Whichever lines of the entries hold the word "EngineConfig" should be identified and copied.

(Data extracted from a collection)

***

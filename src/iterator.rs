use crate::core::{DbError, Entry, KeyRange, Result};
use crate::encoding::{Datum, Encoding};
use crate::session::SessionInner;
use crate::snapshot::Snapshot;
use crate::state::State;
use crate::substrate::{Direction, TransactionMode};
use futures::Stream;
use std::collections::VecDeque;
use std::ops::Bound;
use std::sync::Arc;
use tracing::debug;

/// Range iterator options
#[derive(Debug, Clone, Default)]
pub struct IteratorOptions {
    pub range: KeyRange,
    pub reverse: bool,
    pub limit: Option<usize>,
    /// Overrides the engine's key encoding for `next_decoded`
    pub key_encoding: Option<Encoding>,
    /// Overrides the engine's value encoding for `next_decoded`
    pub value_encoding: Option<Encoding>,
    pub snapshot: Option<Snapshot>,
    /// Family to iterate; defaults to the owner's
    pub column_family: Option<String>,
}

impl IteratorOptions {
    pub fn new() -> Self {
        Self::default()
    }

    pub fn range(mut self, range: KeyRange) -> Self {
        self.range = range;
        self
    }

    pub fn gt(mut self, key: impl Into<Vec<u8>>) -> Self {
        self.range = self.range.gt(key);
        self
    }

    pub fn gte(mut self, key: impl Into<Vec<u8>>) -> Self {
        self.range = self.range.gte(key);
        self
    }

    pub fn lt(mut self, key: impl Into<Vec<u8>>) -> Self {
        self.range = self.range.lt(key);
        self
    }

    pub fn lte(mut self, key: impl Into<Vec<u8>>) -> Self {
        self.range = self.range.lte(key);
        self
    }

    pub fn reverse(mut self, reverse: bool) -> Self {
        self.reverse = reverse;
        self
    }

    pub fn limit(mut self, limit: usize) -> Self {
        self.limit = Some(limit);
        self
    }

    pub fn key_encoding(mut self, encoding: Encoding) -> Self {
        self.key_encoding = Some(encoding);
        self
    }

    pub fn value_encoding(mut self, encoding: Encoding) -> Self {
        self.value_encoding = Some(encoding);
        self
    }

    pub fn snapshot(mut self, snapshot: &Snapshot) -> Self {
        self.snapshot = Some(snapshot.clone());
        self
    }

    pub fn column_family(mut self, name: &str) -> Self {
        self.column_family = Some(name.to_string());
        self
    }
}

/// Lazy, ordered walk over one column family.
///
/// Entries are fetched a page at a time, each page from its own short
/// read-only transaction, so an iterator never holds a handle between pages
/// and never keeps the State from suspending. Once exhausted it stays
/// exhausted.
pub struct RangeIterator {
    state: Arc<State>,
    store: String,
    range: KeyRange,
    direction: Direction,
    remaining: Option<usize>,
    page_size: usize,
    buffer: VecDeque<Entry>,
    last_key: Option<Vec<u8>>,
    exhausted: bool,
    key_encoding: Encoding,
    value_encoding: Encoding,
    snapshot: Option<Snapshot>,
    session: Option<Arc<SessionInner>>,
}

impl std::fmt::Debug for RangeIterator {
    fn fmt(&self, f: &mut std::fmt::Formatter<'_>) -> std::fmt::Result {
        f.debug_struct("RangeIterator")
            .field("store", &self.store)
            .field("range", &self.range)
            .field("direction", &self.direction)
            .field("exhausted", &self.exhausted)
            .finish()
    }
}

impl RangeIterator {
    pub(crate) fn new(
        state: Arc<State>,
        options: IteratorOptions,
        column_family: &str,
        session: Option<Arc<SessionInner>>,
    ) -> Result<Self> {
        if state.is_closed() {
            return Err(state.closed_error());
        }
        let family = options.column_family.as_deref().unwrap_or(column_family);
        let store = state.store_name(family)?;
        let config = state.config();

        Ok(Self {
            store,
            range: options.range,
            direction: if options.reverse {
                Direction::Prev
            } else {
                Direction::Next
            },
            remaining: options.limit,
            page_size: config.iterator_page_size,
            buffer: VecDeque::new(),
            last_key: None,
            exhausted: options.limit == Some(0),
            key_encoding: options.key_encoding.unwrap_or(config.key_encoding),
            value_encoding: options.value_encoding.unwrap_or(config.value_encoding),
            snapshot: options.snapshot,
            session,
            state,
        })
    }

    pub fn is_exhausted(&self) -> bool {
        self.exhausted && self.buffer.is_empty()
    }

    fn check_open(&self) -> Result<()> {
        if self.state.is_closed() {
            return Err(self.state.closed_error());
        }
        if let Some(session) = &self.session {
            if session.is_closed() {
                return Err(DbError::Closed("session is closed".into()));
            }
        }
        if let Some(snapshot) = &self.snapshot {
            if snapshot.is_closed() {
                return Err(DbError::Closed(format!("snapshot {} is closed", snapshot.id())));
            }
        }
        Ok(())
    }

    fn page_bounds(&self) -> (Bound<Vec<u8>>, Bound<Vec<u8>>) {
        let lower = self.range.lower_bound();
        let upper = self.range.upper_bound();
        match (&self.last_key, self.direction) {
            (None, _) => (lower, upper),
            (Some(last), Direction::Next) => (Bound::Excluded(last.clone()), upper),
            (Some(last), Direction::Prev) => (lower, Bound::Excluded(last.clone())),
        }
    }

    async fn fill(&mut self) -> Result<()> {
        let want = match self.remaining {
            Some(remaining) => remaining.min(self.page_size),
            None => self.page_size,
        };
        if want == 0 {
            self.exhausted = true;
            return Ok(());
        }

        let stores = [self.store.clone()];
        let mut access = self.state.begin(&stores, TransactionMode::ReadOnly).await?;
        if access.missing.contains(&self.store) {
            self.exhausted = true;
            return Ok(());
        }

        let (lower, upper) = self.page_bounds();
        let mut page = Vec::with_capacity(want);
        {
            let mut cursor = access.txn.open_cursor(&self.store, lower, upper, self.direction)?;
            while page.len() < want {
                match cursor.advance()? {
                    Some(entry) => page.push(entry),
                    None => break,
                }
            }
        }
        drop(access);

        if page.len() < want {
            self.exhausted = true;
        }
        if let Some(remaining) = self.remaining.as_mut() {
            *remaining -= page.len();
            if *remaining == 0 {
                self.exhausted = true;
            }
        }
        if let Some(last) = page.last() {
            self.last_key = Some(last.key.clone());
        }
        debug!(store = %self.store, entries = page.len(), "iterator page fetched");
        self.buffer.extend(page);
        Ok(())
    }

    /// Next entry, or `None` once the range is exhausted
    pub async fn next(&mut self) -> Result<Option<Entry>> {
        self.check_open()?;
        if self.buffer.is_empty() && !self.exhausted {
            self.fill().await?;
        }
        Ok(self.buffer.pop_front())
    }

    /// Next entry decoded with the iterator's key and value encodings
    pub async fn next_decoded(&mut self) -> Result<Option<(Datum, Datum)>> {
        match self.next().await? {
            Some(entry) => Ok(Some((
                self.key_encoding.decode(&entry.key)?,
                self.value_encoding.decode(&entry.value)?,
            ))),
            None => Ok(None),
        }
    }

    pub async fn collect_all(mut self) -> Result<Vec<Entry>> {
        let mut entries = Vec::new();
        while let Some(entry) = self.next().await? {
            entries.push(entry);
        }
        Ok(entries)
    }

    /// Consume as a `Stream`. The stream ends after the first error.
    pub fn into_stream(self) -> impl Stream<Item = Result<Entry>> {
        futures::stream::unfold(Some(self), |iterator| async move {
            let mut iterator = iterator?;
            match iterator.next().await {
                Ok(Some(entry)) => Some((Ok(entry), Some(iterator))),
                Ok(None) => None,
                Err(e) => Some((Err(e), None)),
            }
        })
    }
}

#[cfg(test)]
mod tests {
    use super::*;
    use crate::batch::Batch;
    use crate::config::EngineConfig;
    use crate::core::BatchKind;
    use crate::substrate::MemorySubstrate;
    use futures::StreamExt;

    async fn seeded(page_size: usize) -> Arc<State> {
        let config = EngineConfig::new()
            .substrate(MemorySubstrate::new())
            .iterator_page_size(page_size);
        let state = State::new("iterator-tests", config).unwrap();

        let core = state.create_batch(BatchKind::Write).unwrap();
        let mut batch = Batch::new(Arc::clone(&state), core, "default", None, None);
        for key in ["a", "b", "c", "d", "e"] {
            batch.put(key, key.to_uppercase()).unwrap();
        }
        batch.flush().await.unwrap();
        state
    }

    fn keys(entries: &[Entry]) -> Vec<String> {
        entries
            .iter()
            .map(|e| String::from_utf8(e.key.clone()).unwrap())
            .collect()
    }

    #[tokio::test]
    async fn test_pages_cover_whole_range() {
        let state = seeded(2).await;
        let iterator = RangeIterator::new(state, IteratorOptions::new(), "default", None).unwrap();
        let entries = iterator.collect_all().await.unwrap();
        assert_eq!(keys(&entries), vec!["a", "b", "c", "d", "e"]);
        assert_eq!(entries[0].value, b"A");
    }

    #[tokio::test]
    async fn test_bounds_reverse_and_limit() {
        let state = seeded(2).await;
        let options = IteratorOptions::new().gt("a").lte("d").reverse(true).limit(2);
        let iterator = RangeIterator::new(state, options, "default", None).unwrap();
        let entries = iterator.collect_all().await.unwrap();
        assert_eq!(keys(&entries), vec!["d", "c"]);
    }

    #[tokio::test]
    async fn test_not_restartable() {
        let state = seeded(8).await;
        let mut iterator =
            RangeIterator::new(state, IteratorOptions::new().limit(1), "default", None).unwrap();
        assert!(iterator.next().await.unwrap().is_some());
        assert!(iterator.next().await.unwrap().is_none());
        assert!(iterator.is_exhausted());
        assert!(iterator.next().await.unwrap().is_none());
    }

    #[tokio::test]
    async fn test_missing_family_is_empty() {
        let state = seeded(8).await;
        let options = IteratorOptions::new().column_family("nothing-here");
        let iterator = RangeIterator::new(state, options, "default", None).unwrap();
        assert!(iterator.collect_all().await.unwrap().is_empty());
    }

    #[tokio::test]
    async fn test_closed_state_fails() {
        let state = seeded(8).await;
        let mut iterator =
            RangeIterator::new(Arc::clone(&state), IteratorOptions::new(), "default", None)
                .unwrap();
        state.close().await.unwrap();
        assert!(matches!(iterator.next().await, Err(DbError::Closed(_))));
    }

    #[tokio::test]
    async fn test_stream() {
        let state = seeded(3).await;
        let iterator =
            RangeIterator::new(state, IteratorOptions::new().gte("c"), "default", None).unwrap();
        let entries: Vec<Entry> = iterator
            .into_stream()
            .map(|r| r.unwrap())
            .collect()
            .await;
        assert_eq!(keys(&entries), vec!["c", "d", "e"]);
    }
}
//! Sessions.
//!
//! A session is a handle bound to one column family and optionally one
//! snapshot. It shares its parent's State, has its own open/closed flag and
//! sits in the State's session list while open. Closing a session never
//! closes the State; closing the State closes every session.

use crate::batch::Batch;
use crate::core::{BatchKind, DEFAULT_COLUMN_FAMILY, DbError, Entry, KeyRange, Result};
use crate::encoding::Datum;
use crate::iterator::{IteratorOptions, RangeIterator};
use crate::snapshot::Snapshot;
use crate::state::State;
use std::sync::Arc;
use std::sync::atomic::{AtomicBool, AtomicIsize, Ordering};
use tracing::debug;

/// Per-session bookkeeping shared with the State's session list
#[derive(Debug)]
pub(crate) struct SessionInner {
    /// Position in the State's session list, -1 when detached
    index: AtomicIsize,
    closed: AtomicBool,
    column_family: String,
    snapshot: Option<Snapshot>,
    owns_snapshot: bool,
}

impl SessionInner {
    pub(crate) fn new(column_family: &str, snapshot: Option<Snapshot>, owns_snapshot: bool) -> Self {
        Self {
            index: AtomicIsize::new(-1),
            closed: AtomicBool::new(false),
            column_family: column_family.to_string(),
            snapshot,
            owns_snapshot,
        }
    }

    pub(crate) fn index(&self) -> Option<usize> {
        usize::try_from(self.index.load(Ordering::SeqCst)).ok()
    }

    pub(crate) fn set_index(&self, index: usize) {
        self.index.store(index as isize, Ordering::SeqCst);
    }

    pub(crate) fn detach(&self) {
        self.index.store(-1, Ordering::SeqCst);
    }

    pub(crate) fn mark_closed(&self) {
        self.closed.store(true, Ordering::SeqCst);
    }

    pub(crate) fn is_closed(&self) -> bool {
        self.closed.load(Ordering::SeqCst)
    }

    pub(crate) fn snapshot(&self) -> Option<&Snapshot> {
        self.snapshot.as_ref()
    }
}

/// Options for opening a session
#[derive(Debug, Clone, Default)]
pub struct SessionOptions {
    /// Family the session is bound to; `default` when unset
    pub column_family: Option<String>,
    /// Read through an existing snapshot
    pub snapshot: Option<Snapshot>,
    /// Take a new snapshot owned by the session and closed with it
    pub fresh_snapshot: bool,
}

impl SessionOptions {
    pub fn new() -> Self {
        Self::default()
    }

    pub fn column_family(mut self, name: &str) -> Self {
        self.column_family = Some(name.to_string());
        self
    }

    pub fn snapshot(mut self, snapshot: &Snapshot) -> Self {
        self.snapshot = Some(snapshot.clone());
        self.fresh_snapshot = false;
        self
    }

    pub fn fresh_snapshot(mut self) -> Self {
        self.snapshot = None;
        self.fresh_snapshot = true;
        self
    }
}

***

#### Solution to the problem
    use crate::config::EngineConfig;
        let config = EngineConfig::new()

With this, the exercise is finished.